The dispute involved a landowner's right to access one property by driving on two de facto roadways that crossed a neighbor's land rather than on other less convenient routes, where there was neither an express offer dedicating the roadways to public use nor a viable claim of a private easement allowing the use of the roadways by the particular landowner in question. The trial court found an "implied in law" offer to dedicate had occurred due to various related declarations and grants of easements to others, and because the public had used the roadways for more than the prescriptive period of five years. It also concluded that section 1009 was inapplicable to bar any finding of implied dedication because the land at issue was not coastal property, and "section 1009 does not restrict the implied dedication of public roads for non recreational uses." The Second District Court of Appeal reversed the trial court, holding that the language of section 1009(b) unambiguously bars all public use, not just recreational use, from developing into an implied dedication.6 The question posed to the Supreme Court, therefore, was whether section 1009 applied to bar implied dedication based on all public uses, or just public recreational use.
As adopted in 1971, Civil Code section 1009 specifically recited the Legislature's findings that it was in the best interest of the State to encourage owners of private real property to make their lands available for public recreational use, but that the ability to claim implied dedication through public use would discourage private owners from allowing such use. (Due to the distinct nature of coastal property and the public interest in access to the shoreline, section 1009, with some exceptions, allows for coastal property to be a subject of implied dedication by public use.) Subdivision (b), as to non-coastal property, specifically provides that regardless of whether the owner had recorded a notice of consent to use of property or otherwise authorized such use, "no use of such property by the public after the effective date of this section shall ever ripen to confer upon the public or any governmental body or unit a vested right to continue to make such use permanently, in the absence of an express written irrevocable offer of dedication of such property to such use." Citing this statutory language, the Supreme Court observed the prohibition on an implied offer of dedication arising from public use is "written in categorical terms: 'No use of the subject property after March 1972 shall ever ripen' into an implied dedication of the property by the public."7
In light of this categorical language, the Court dismissed appellants' arguments that the Legislature's primary concern was to encourage landowners to open their property to public recreational use: "the Legislature's expressed concern with public recreational use of private lands in subdivision (a) does not mean that a court may add this concept as a separate requirement in the operative provisions of the statute [subdivision (b)] . . . when the Legislature chose not to do so."8 The Court noted that despite 40 years of opportunities to clarify the statute, section 1009 had never been amended since its enactment in 1971.

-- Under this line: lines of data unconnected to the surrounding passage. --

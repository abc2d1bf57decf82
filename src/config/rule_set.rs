//! Compiled scanners from rule files
//!
//! Each rule file behaves like a scanner type: `extends` names its parent,
//! the parent's rules come first, same-named rules override in place, and an
//! absent `base_pattern` is inherited from the nearest file that sets one.

use crate::config::rule_file::RuleFile;
use crate::engine::{self, ScanReport};
use crate::error::{ConfigError, RegistryError, ScanError};
use crate::rules::{RegistryBuilder, RuleRegistry};
use crate::scanner::{RecordingScanner, record_match};
use std::io::BufRead;
use std::path::{Path, PathBuf};
use std::sync::Arc;

/// A scanner compiled from a rule file and its `extends` chain
#[derive(Debug, Clone)]
pub struct RuleSet {
    name: String,
    base_pattern: Option<String>,
    registry: RuleRegistry<RecordingScanner>,
}

impl RuleSet {
    /// Load and compile a rule file, following `extends`
    ///
    /// # Errors
    ///
    /// Returns `ConfigError` if any file in the chain cannot be read or
    /// parsed, if the chain is cyclic, or if a rule fails to compile.
    pub fn load(path: impl AsRef<Path>) -> Result<Self, ConfigError> {
        Self::load_chain(path.as_ref(), &mut Vec::new())
    }

    fn load_chain(path: &Path, stack: &mut Vec<PathBuf>) -> Result<Self, ConfigError> {
        let key = path.canonicalize().unwrap_or_else(|_| path.to_path_buf());
        if stack.contains(&key) {
            let mut chain = stack.clone();
            chain.push(key);
            return Err(ConfigError::ExtendsCycle(chain));
        }
        stack.push(key);

        let file = RuleFile::load(path)?;
        let parent = match &file.scanner.extends {
            Some(relative) => {
                let parent_path = path.parent().unwrap_or(Path::new("")).join(relative);
                Some(Self::load_chain(&parent_path, stack)?)
            }
            None => None,
        };
        stack.pop();

        let default_name = path
            .file_stem()
            .map(|stem| stem.to_string_lossy().into_owned())
            .unwrap_or_else(|| path.display().to_string());

        Self::compile(file, default_name, parent.as_ref()).map_err(|source| ConfigError::Registry {
            path: path.to_path_buf(),
            source,
        })
    }

    /// Compile a parsed rule file on top of an optional parent
    ///
    /// `file.scanner.extends` is ignored here; the caller supplies the parent.
    pub fn compile(
        file: RuleFile,
        default_name: impl Into<String>,
        parent: Option<&RuleSet>,
    ) -> Result<Self, RegistryError> {
        let name = file.scanner.name.unwrap_or_else(|| default_name.into());
        let base_pattern = file
            .scanner
            .base_pattern
            .or_else(|| parent.and_then(|p| p.base_pattern.clone()));

        let resolved_base = base_pattern.clone().unwrap_or_default();
        let mut builder = match parent {
            Some(parent) => RegistryBuilder::new(name.as_str(), &parent.registry, resolved_base),
            None => RegistryBuilder::root(name.as_str(), resolved_base),
        };
        for entry in &file.rules {
            builder.declare_handler(&entry.name, &entry.pattern, Arc::new(record_match))?;
        }

        Ok(Self {
            name,
            base_pattern,
            registry: builder.build(),
        })
    }

    pub fn name(&self) -> &str {
        &self.name
    }

    /// Base pattern in effect for rules declared in this file
    pub fn base_pattern(&self) -> &str {
        self.base_pattern.as_deref().unwrap_or("")
    }

    pub fn registry(&self) -> &RuleRegistry<RecordingScanner> {
        &self.registry
    }

    /// Scan `lines` into `state`
    pub fn run<I>(&self, state: &mut RecordingScanner, lines: I) -> Result<ScanReport, ScanError>
    where
        I: IntoIterator,
        I::Item: AsRef<str>,
    {
        engine::run(&self.registry, state, lines)
    }

    /// Scan every line of `reader` into `state`
    pub fn run_reader<R: BufRead>(
        &self,
        state: &mut RecordingScanner,
        reader: R,
    ) -> Result<ScanReport, ScanError> {
        engine::run_reader(&self.registry, state, reader)
    }
}
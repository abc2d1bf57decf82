//! Common helper functions shared across CLI commands

use crate::config::RuleSet;
use crate::error::ConfigError;
use std::path::Path;
use tracing_subscriber::EnvFilter;

/// Exit codes
pub const EXIT_SUCCESS: i32 = 0;
pub const EXIT_NO_MATCH: i32 = 1;
pub const EXIT_ERROR: i32 = 2;
pub const EXIT_PARSE_ERROR: i32 = 3;

/// Environment variable holding the log filter directive
pub const LOG_ENV: &str = "LINESCAN_LOG";

/// Installs the stderr log subscriber
///
/// `LINESCAN_LOG` takes precedence; otherwise warnings only, or `debug` for
/// this crate with `--verbose`. Calling it twice is harmless.
pub fn init_logging(verbose: bool) {
    let default_directive = if verbose { "linescan=debug" } else { "warn" };
    let filter =
        EnvFilter::try_from_env(LOG_ENV).unwrap_or_else(|_| EnvFilter::new(default_directive));

    let _ = tracing_subscriber::fmt()
        .with_env_filter(filter)
        .with_writer(std::io::stderr)
        .with_target(false)
        .try_init();
}

/// Load and compile a rule file
pub(crate) fn load_rule_set(path: &Path) -> Result<RuleSet, ConfigError> {
    let rule_set = RuleSet::load(path)?;
    tracing::debug!(
        path = %path.display(),
        scanner = rule_set.name(),
        rules = rule_set.registry().len(),
        "loaded rule file"
    );
    Ok(rule_set)
}

/// Exit code for a configuration error
pub(crate) fn config_exit_code(err: &ConfigError) -> i32 {
    match err {
        ConfigError::Parse { .. } => EXIT_PARSE_ERROR,
        _ => EXIT_ERROR,
    }
}
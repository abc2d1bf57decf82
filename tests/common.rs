//! Test utilities for linescan integration tests
#![allow(dead_code)]

/// Result type alias for tests
pub type TestResult<T = ()> = Result<T, Box<dyn std::error::Error>>;

/// Extract Ok value or panic with context
#[macro_export]
macro_rules! assert_ok {
    ($expr:expr) => {
        match $expr {
            Ok(v) => v,
            Err(e) => panic!("assertion failed: expected Ok, got Err({:?})", e),
        }
    };
    ($expr:expr, $msg:literal) => {
        match $expr {
            Ok(v) => v,
            Err(e) => panic!("{}: {:?}", $msg, e),
        }
    };
}

/// Extract Some value or panic with context
#[macro_export]
macro_rules! assert_some {
    ($expr:expr) => {
        match $expr {
            Some(v) => v,
            None => panic!("assertion failed: expected Some, got None"),
        }
    };
    ($expr:expr, $msg:literal) => {
        match $expr {
            Some(v) => v,
            None => panic!("{}: got None", $msg),
        }
    };
}

/// Lines of the basic fixture, in order
pub const DATA_BASIC: &[&str] = &[
    "rule1 a b c",
    "rule2 7",
    "rule3 3",
    "rule1 k d h",
    "rule4",
    "rule2 10",
    "rule2 NOTNUM",
    "rule1 t m x NOTPARTOFMATCH",
    "rule3",
];

/// Lines of the base-pattern fixture, in order
pub const DATA_WITH_BASE: &[&str] = &[
    "2025-08-22T14:26:40.123456Z|INF|rule1",
    "2025-08-22T14:26:44.987654Z|WRN|rule2",
    "2025-08-22T14:26:50.142178Z|ERR|rule3",
];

Comment: At its core, this case is a fairly simple example of the court construing a statute by its plain and express words. Of note, the statute still operates prospectively only, forbidding only reliance on post-1972 public use to support a claim of implied dedication. Thus, assuming historic evidence of pre-1972 public use can be adduced, it would be theoretically possible to establish an offer of implied dedication as a result of such pre-1972 uses.
In addition, while the Court recognized that the Legislature intended section 1009 to overturn the Gion decision, it specifically declined to address whether a common law offer to dedicate a roadway could be accepted by public use, because it considered only whether there had been an implied offer by public use. Although not explicit in the opinion, this leaves open the possibility that section 1009 would be inapplicable to a claim that an implied or express offer of dedication resulting from some other conduct by the owner (as distinguished from conduct by the public in using the owner's property) could constitute an offer of dedication that, in turn, could be accepted merely by public use.
Finally, while "an express written irrevocable offer ofdedication" is not defined by statute or addressed in case law, a document recorded by the landowner would presumably qualify.
2. Lynch v. California Coastal Commission9[Page 6]
Landowners forfeit the right to challenge a permit's conditions when they take its benefits.
This case tests, and essentially upends, the notion of preserving one's objections to permit conditions imposed by a government agency while simultaneously complying with those conditions under protest.
In an effort to protect several bluff-top homes along the Pacific Ocean shoreline in Encinitas, landowners sought to demolish the original erosion control structure that was destroyed in a storm and replace it with a seawall and mid-bluff geogrid (synthetic soil reinforcement) protection, as well as to rebuild the lower portion of a bluff-face staircase. Because of its location, the project required a permit from the California Coastal Commission. The permit that issued allowed only the demolition plus seawall and geogrid installation, but limited the permit's term to 20 years, required the landowners to apply for a new permit to remove the seawall, change its size, or extend the authorization period, prohibited future bluff-top redevelopment from relying on the seawall as a source of geologic stability or protection, and prohibited the reconstruction of the stairway.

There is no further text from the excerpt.